Your instructions.
From the entries below, return exactly the lines beginning at the one that contains "repository 675759597ce01cab" and ending at the one that contains "let mut values = values.into_iter();", both of them included, and only those lines.

Stored data

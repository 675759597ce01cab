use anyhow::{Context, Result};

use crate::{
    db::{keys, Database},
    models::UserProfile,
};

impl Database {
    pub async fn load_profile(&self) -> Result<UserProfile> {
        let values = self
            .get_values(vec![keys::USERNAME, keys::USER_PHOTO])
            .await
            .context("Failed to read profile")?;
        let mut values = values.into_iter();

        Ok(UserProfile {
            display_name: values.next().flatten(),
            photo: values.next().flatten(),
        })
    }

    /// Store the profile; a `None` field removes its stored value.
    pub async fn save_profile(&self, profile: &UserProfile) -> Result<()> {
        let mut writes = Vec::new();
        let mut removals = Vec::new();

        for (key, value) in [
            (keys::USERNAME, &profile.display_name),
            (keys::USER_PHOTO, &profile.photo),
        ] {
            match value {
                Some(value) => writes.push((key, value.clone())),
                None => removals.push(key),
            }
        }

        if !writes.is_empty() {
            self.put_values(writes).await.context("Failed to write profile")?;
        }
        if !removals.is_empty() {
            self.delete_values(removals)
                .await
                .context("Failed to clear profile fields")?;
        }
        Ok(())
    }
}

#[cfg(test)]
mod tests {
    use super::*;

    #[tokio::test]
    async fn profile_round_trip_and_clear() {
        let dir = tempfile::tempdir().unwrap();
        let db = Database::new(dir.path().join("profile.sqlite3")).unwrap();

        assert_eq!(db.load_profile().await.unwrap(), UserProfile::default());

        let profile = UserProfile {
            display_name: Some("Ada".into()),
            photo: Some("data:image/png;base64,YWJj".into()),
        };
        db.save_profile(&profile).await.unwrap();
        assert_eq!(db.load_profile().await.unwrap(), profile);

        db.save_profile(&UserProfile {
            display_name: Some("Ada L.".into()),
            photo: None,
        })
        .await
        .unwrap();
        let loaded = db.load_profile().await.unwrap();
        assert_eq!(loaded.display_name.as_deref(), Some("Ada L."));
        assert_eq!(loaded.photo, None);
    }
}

--

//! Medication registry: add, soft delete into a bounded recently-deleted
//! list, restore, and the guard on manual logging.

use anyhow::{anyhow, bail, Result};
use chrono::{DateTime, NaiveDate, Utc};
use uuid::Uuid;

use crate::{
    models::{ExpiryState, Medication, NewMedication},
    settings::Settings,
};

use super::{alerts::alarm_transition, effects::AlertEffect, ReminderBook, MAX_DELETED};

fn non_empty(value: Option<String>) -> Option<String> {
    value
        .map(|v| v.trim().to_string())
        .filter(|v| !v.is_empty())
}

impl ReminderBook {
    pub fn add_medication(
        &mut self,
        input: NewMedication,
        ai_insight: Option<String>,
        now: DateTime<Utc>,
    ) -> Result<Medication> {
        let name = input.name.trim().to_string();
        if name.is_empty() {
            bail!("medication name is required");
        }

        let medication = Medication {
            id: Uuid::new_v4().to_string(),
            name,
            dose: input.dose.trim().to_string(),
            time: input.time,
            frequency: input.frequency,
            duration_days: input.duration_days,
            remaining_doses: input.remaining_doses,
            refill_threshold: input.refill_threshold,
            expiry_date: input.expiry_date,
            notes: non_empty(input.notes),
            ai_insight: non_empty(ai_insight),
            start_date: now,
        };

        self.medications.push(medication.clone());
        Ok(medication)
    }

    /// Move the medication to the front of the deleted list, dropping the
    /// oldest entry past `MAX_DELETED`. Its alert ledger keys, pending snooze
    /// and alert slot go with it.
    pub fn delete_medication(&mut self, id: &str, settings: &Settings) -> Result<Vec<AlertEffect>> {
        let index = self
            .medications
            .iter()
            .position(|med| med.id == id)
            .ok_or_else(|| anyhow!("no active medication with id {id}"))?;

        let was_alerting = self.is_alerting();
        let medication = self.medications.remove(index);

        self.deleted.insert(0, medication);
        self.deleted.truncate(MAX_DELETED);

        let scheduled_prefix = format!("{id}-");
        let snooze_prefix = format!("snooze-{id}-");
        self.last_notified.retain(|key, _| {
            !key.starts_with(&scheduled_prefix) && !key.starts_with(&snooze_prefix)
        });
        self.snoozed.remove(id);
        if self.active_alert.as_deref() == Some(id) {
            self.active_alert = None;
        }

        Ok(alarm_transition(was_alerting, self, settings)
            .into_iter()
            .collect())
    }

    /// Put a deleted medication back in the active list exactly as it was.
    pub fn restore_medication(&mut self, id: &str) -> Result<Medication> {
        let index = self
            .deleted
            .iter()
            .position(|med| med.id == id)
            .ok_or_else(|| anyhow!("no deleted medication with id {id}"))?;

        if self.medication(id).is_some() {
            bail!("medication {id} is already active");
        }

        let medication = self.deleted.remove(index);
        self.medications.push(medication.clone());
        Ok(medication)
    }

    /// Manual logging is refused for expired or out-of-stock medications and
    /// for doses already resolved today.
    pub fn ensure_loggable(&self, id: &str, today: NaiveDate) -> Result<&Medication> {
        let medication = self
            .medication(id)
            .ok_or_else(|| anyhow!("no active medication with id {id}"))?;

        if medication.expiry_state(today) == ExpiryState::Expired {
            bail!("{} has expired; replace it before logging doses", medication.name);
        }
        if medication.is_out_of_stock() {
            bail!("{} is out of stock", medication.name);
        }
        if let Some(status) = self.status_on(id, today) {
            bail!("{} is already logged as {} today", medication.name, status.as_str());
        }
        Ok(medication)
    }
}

Output.
repository 675759597ce01cab
use anyhow::{Context, Result};

use crate::{
    db::{keys, Database},
    models::UserProfile,
};

impl Database {
    pub async fn load_profile(&self) -> Result<UserProfile> {
        let values = self
            .get_values(vec![keys::USERNAME, keys::USER_PHOTO])
            .await
            .context("Failed to read profile")?;
        let mut values = values.into_iter();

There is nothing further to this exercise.